Keeping your back healthy

Does your job or day-to-day activities leave you with neck or back pain? You’re not alone.

In fact, 30-50 percent of the general and work population report back pain annually, meaning it’s one of the most common musculoskeletal problems. A whopping 80 percent of the population will suffer from it at least once in their lifetime.

Most neck and back pain results from an issue with a spinal disc. Spinal discs act as shock absorbers between the spine’s vertebrae and become more at risk of injury with age.

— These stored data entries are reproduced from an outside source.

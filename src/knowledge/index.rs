//! TF-IDF vector index over fact sentences
//!
//! Weighting:
//! - term frequency: raw count of the term in the sentence
//! - inverse document frequency: `ln((1 + n) / (1 + df)) + 1` (smoothed)
//! - every sentence vector is L2-normalized, so a dot product is a cosine
//!
//! The vocabulary is frozen at build time and capped at `max_features`
//! terms, keeping the most frequent ones across the whole corpus.

use std::cmp::Ordering;
use std::collections::BTreeMap;
use std::collections::HashMap;

use tracing::debug;
use tracing::info;

use crate::config::IndexConfig;
use crate::errors::FactRagError;
use crate::errors::Result;
use crate::knowledge::corpus::FactCorpus;
use crate::knowledge::text_preprocessing::TextNormalizer;

/// Sparse vector: `(term id, weight)` sorted by term id
type SparseVector = Vec<(usize, f32)>;

/// Ranked index hit
#[derive(Debug, Clone, Copy, PartialEq)]
pub struct ScoredSentence {
    pub index: usize,
    pub score: f32,
}

/// Vector space model over a fixed set of sentences
#[derive(Debug, Clone, Default)]
pub struct VectorIndex {
    normalizer: TextNormalizer,
    vocabulary: HashMap<String, usize>,
    idf: Vec<f32>,
    vectors: Vec<SparseVector>,
    min_relevance: f32,
}

impl VectorIndex {
    /// Build the model. An empty sentence list produces an index that
    /// refuses to search.
    pub fn build<S: AsRef<str>>(sentences: &[S], config: &IndexConfig) -> Self {
        let normalizer = TextNormalizer::new(config.remove_stopwords);
        let documents: Vec<Vec<String>> = sentences
            .iter()
            .map(|s| normalizer.tokenize(s.as_ref()))
            .collect();

        let vocabulary = select_vocabulary(&documents, config.max_features);

        let mut document_frequency = vec![0usize; vocabulary.len()];
        for tokens in &documents {
            let mut seen: Vec<usize> = tokens
                .iter()
                .filter_map(|t| vocabulary.get(t).copied())
                .collect();
            seen.sort_unstable();
            seen.dedup();
            for term in seen {
                document_frequency[term] += 1;
            }
        }

        let n = documents.len() as f32;
        let idf: Vec<f32> = document_frequency
            .iter()
            .map(|&df| ((1.0 + n) / (1.0 + df as f32)).ln() + 1.0)
            .collect();

        let vectors = documents
            .iter()
            .map(|tokens| weigh(tokens, &vocabulary, &idf))
            .collect();

        info!(
            "Built TF-IDF index: {} sentences, {} terms",
            documents.len(),
            vocabulary.len()
        );

        Self {
            normalizer,
            vocabulary,
            idf,
            vectors,
            min_relevance: config.min_relevance,
        }
    }

    pub fn len(&self) -> usize {
        self.vectors.len()
    }

    pub fn is_empty(&self) -> bool {
        self.vectors.is_empty()
    }

    pub fn vocabulary_size(&self) -> usize {
        self.vocabulary.len()
    }

    pub fn contains_term(&self, term: &str) -> bool {
        self.vocabulary.contains_key(term)
    }

    pub fn normalizer(&self) -> &TextNormalizer {
        &self.normalizer
    }

    /// Cosine similarity of the query against every sentence, best first.
    /// Equal scores keep ascending sentence order.
    pub fn score(&self, query: &str) -> Result<Vec<ScoredSentence>> {
        if self.is_empty() {
            return Err(FactRagError::EmptyCorpus);
        }

        let tokens = self.normalizer.tokenize(query);
        let query_vector = weigh(&tokens, &self.vocabulary, &self.idf);

        let mut scored: Vec<ScoredSentence> = self
            .vectors
            .iter()
            .enumerate()
            .map(|(index, vector)| ScoredSentence {
                index,
                score: dot(&query_vector, vector).clamp(0.0, 1.0),
            })
            .collect();

        scored.sort_by(|a, b| {
            b.score
                .partial_cmp(&a.score)
                .unwrap_or(Ordering::Equal)
                .then(a.index.cmp(&b.index))
        });

        Ok(scored)
    }

    /// Top `top_k` sentences scoring strictly above the relevance floor
    pub fn search(&self, query: &str, top_k: usize) -> Result<Vec<ScoredSentence>> {
        let hits: Vec<ScoredSentence> = self
            .score(query)?
            .into_iter()
            .take_while(|hit| hit.score > self.min_relevance)
            .take(top_k)
            .collect();

        debug!("Search \"{}\" -> {} hit(s)", query, hits.len());
        Ok(hits)
    }
}

/// Build the index for a loaded corpus
pub fn build_index(corpus: &FactCorpus, config: &IndexConfig) -> VectorIndex {
    VectorIndex::build(corpus.all_sentences(), config)
}

/// Most frequent `max_features` terms, ties broken alphabetically; ids are
/// assigned in alphabetical order.
fn select_vocabulary(documents: &[Vec<String>], max_features: usize) -> HashMap<String, usize> {
    let mut counts: BTreeMap<&str, usize> = BTreeMap::new();
    for tokens in documents {
        for token in tokens {
            *counts.entry(token.as_str()).or_insert(0) += 1;
        }
    }

    let mut ranked: Vec<(&str, usize)> = counts.into_iter().collect();
    // BTreeMap order is alphabetical and the sort is stable
    ranked.sort_by(|a, b| b.1.cmp(&a.1));
    ranked.truncate(max_features);

    let mut kept: Vec<&str> = ranked.into_iter().map(|(term, _)| term).collect();
    kept.sort_unstable();

    kept.into_iter()
        .enumerate()
        .map(|(id, term)| (term.to_string(), id))
        .collect()
}

/// TF-IDF weights for a token list, L2-normalized. Unknown tokens are ignored.
fn weigh(tokens: &[String], vocabulary: &HashMap<String, usize>, idf: &[f32]) -> SparseVector {
    let mut counts: BTreeMap<usize, usize> = BTreeMap::new();
    for token in tokens {
        if let Some(&term) = vocabulary.get(token) {
            *counts.entry(term).or_insert(0) += 1;
        }
    }

    let mut vector: SparseVector = counts
        .into_iter()
        .map(|(term, count)| (term, count as f32 * idf[term]))
        .collect();

    let norm = vector.iter().map(|(_, w)| w * w).sum::<f32>().sqrt();
    if norm > 0.0 {
        for (_, weight) in &mut vector {
            *weight /= norm;
        }
    }

    vector
}

/// Dot product of two id-sorted sparse vectors
fn dot(a: &[(usize, f32)], b: &[(usize, f32)]) -> f32 {
    let (mut i, mut j) = (0, 0);
    let mut sum = 0.0;
    while i < a.len() && j < b.len() {
        match a[i].0.cmp(&b[j].0) {
            Ordering::Less => i += 1,
            Ordering::Greater => j += 1,
            Ordering::Equal => {
                sum += a[i].1 * b[j].1;
                i += 1;
                j += 1;
            }
        }
    }
    sum
}

#[cfg(test)]
mod tests {
    use super::*;

    fn config() -> IndexConfig {
        IndexConfig {
            max_features: 500,
            min_relevance: 0.1,
            remove_stopwords: true,
        }
    }

    fn sentences() -> Vec<&'static str> {
        vec![
            "Our products are 100% organic and cruelty-free.",
            "We use biodegradable packaging.",
            "Our organic skin care line is gentle.",
            "Shipping takes three to five days.",
        ]
    }

    #[test]
    fn test_dot_sparse() {
        let a = vec![(0, 0.6), (2, 0.8)];
        let b = vec![(1, 1.0), (2, 0.5)];
        assert!((dot(&a, &b) - 0.4).abs() < 1e-6);
        assert_eq!(dot(&a, &[]), 0.0);
    }

    #[test]
    fn test_vectors_are_unit_length() {
        let index = VectorIndex::build(&sentences(), &config());
        for vector in &index.vectors {
            let norm: f32 = vector.iter().map(|(_, w)| w * w).sum::<f32>().sqrt();
            assert!((norm - 1.0).abs() < 1e-5);
        }
    }

    #[test]
    fn test_identical_sentence_scores_one() {
        let index = VectorIndex::build(&sentences(), &config());
        let scored = index.score("We use biodegradable packaging.").unwrap();
        assert_eq!(scored[0].index, 1);
        assert!((scored[0].score - 1.0).abs() < 1e-5);
    }

    #[test]
    fn test_no_overlap_scores_zero() {
        let index = VectorIndex::build(&sentences(), &config());
        let scored = index.score("xyzzy plugh").unwrap();
        assert!(scored.iter().all(|s| s.score == 0.0));
        assert!(index.search("xyzzy plugh", 5).unwrap().is_empty());
    }

    #[test]
    fn test_rank_order_descending_with_index_tiebreak() {
        let index = VectorIndex::build(&sentences(), &config());
        let scored = index.score("organic").unwrap();

        for pair in scored.windows(2) {
            assert!(pair[0].score >= pair[1].score);
            if pair[0].score == pair[1].score {
                assert!(pair[0].index < pair[1].index);
            }
        }
        // Both organic sentences outrank the rest
        let top: Vec<usize> = scored.iter().take(2).map(|s| s.index).collect();
        assert!(top.contains(&0) && top.contains(&2));
    }

    #[test]
    fn test_equal_scores_keep_corpus_order() {
        let duplicated = vec!["fresh organic soap", "fresh organic soap", "plain water"];
        let index = VectorIndex::build(&duplicated, &config());
        let hits = index.search("organic soap", 5).unwrap();
        assert_eq!(hits.len(), 2);
        assert_eq!(hits[0].index, 0);
        assert_eq!(hits[1].index, 1);
        assert_eq!(hits[0].score, hits[1].score);
    }

    #[test]
    fn test_search_respects_top_k() {
        let index = VectorIndex::build(&sentences(), &config());
        let hits = index.search("organic", 1).unwrap();
        assert_eq!(hits.len(), 1);
    }

    #[test]
    fn test_out_of_vocabulary_terms_are_ignored() {
        let index = VectorIndex::build(&sentences(), &config());
        let plain = index.score("biodegradable").unwrap();
        let noisy = index.score("biodegradable zzzunknown").unwrap();
        assert_eq!(plain[0].index, noisy[0].index);
        assert!((plain[0].score - noisy[0].score).abs() < 1e-6);
    }

    #[test]
    fn test_vocabulary_cap_keeps_most_frequent_terms() {
        let docs = vec!["organic organic soap", "organic lotion", "soap bar"];
        let capped = IndexConfig {
            max_features: 2,
            ..config()
        };
        let index = VectorIndex::build(&docs, &capped);

        assert_eq!(index.vocabulary_size(), 2);
        assert!(index.contains_term("organic"));
        assert!(index.contains_term("soap"));
        assert!(!index.contains_term("lotion"));
    }

    #[test]
    fn test_rare_terms_weigh_more() {
        let docs = vec!["organic soap", "organic lotion", "organic shampoo"];
        let index = VectorIndex::build(&docs, &config());
        let organic = index.vocabulary["organic"];
        let soap = index.vocabulary["soap"];
        assert!(index.idf[soap] > index.idf[organic]);
    }

    #[test]
    fn test_empty_index_refuses_search() {
        let empty: Vec<String> = Vec::new();
        let index = VectorIndex::build(&empty, &config());
        assert!(matches!(index.search("organic", 5), Err(FactRagError::EmptyCorpus)));
        assert!(matches!(
            VectorIndex::default().score("organic"),
            Err(FactRagError::EmptyCorpus)
        ));
    }

    #[test]
    fn test_build_index_from_corpus() {
        let corpus = FactCorpus::parse("[Products]\nOrganic soap.\n[Care]\nGentle lotion.\n");
        let index = build_index(&corpus, &config());
        assert_eq!(index.len(), corpus.sentence_count());
    }
}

While most people will recover on their own, 85 percent of back-pain sufferers have recurring episodes that can lead to chronic pain and disability. In extreme cases, surgery may be necessary due to poor vascular (blood) supply to the disc.

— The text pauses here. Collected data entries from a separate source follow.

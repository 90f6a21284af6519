//! Unit tests for configuration module
//!
//! These tests validate configuration parsing, defaults, and validation.

#[cfg(test)]
mod tests {
    use std::io::Write;

    use crate::config::*;

    // ====== Default Value Tests ======

    #[test]
    fn test_default_index_settings() {
        assert_eq!(default_max_features(), 500);
        assert!((default_min_relevance() - 0.1).abs() < f32::EPSILON);
        assert!(default_remove_stopwords());
    }

    #[test]
    fn test_default_answer_thresholds() {
        let config = AnswerConfig::default();
        assert_eq!(config.top_k, 5);
        assert!((config.synthesis_threshold - 0.12).abs() < f32::EPSILON);
        assert!((config.combine_threshold - 0.15).abs() < f32::EPSILON);
        assert!((config.combine_min_top_score - 0.2).abs() < f32::EPSILON);
        assert_eq!(config.max_combined, 3);
    }

    #[test]
    fn test_default_positive_terms() {
        let terms = default_positive_terms();
        assert_eq!(terms.len(), 7);
        assert!(terms.contains(&"organic".to_string()));
        assert!(terms.contains(&"cruelty-free".to_string()));
    }

    #[test]
    fn test_default_server() {
        let config = AppConfig::default();
        assert_eq!(config.server.port, default_port());
        assert_eq!(config.server_addr(), "0.0.0.0:5000");
    }

    #[test]
    fn test_default_suggestions() {
        let config = SuggestionsConfig::default();
        assert_eq!(config.count, default_suggestion_count());
        assert_eq!(config.topics.len(), 5);
        assert!(config
            .topics
            .iter()
            .any(|topic| topic.name == config.default_topic));
    }

    // ====== Parsing Tests ======

    #[test]
    fn test_parse_partial_config_uses_defaults() {
        let config: AppConfig = toml::from_str(
            r#"
            [corpus]
            path = "facts.txt"

            [answer]
            top_k = 3
            "#,
        )
        .unwrap();

        assert_eq!(config.corpus_path().to_str(), Some("facts.txt"));
        assert_eq!(config.answer.top_k, 3);
        assert_eq!(config.answer.max_combined, default_max_combined());
        assert_eq!(config.max_features(), 500);
        assert_eq!(config.response.max_message_chars, default_max_message_chars());
    }

    #[test]
    fn test_parse_empty_config() {
        let config: AppConfig = toml::from_str("").unwrap();
        assert_eq!(config.corpus_path(), default_corpus_path().as_path());
        assert!(config.validate().is_ok());
    }

    #[test]
    fn test_parse_custom_topics() {
        let config: AppConfig = toml::from_str(
            r#"
            [suggestions]
            default_topic = "menu"
            count = 2
            starters = ["What is on the menu?"]

            [[suggestions.topics]]
            name = "menu"
            keywords = ["menu", "dish"]
            questions = ["What is the dish of the day?"]
            "#,
        )
        .unwrap();

        assert_eq!(config.suggestions.topics.len(), 1);
        assert_eq!(config.suggestions.topics[0].keywords, vec!["menu", "dish"]);
        assert_eq!(config.suggestions.count, 2);
    }

    #[test]
    fn test_from_file() {
        let mut file = tempfile::NamedTempFile::new().unwrap();
        writeln!(file, "[server]\nport = 8080\ncors = false").unwrap();

        let config = AppConfig::from_file(file.path()).unwrap();
        assert_eq!(config.server.port, 8080);
        assert!(!config.server.cors);
    }

    #[test]
    fn test_from_missing_file() {
        let result = AppConfig::from_file("/definitely/not/here/config.toml");
        assert!(matches!(result, Err(crate::FactRagError::Io(_))));
    }

    #[test]
    fn test_from_invalid_toml() {
        let mut file = tempfile::NamedTempFile::new().unwrap();
        writeln!(file, "[server\nport = ").unwrap();

        let result = AppConfig::from_file(file.path());
        assert!(matches!(result, Err(crate::FactRagError::TomlParsing(_))));
    }

    // ====== Validation Tests ======

    #[test]
    fn test_validate_rejects_out_of_range_threshold() {
        let mut config = AppConfig::default();
        config.answer.synthesis_threshold = 1.5;

        let err = config.validate().unwrap_err();
        assert!(err.to_string().contains("answer.synthesis_threshold"));
    }

    #[test]
    fn test_validate_rejects_zero_top_k() {
        let mut config = AppConfig::default();
        config.answer.top_k = 0;
        assert!(matches!(
            config.validate(),
            Err(crate::FactRagError::ConfigError(_))
        ));
    }

    #[test]
    fn test_validate_rejects_zero_vocabulary() {
        let mut config = AppConfig::default();
        config.index.max_features = 0;
        assert!(config.validate().is_err());
    }
}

Neck and back pain can contribute to substantial healthcare costs and loss of work and productivity. Fortunately, there are ways to reduce your risk of disabling neck and back pain. 

Here are a few key steps to maintaining a healthy back.


  1. Avoid sitting for prolonged periods of time. Make a point to stand up or take a short walk at least every 45 minutes
  2. Use a lumbar cushion in the small of your back while seated to maintain good posture.
  3. Use a wedge in your office chair to help maintain lumbar lordosis (inward curve) with minimal effort from your muscles. This adjustment will also make it easier to reach items on your desk without straining your neck or back.
  4. Do not sit on soft furniture that does not support good posture for long periods of time.
  5. Do not sit with one leg tucked under you. Use an adjustable footrest instead.
  6. Take a  10-15-minute walk at lunchtime to improve blood flow to your spinal discs and support their ability to perform as a shock absorber.
  7. Adjust the height of your office chair and desk so your work surface is fist height under your elbow.
  8. Rest one foot on a small step or ledge to relieve strain on your lower back when prolonged standing is required.

Take a posture reset 

When it is inconvenient to stand or walk around. Tilt your pelvis forward and backward 10 times or sit as tall as possible on the edge of your chair. Gently push your heels into the floor. Lower your shoulder blades down and back as if trying to place them into your back pockets. Gently contract your abdominal muscles and hold this position for 30 seconds.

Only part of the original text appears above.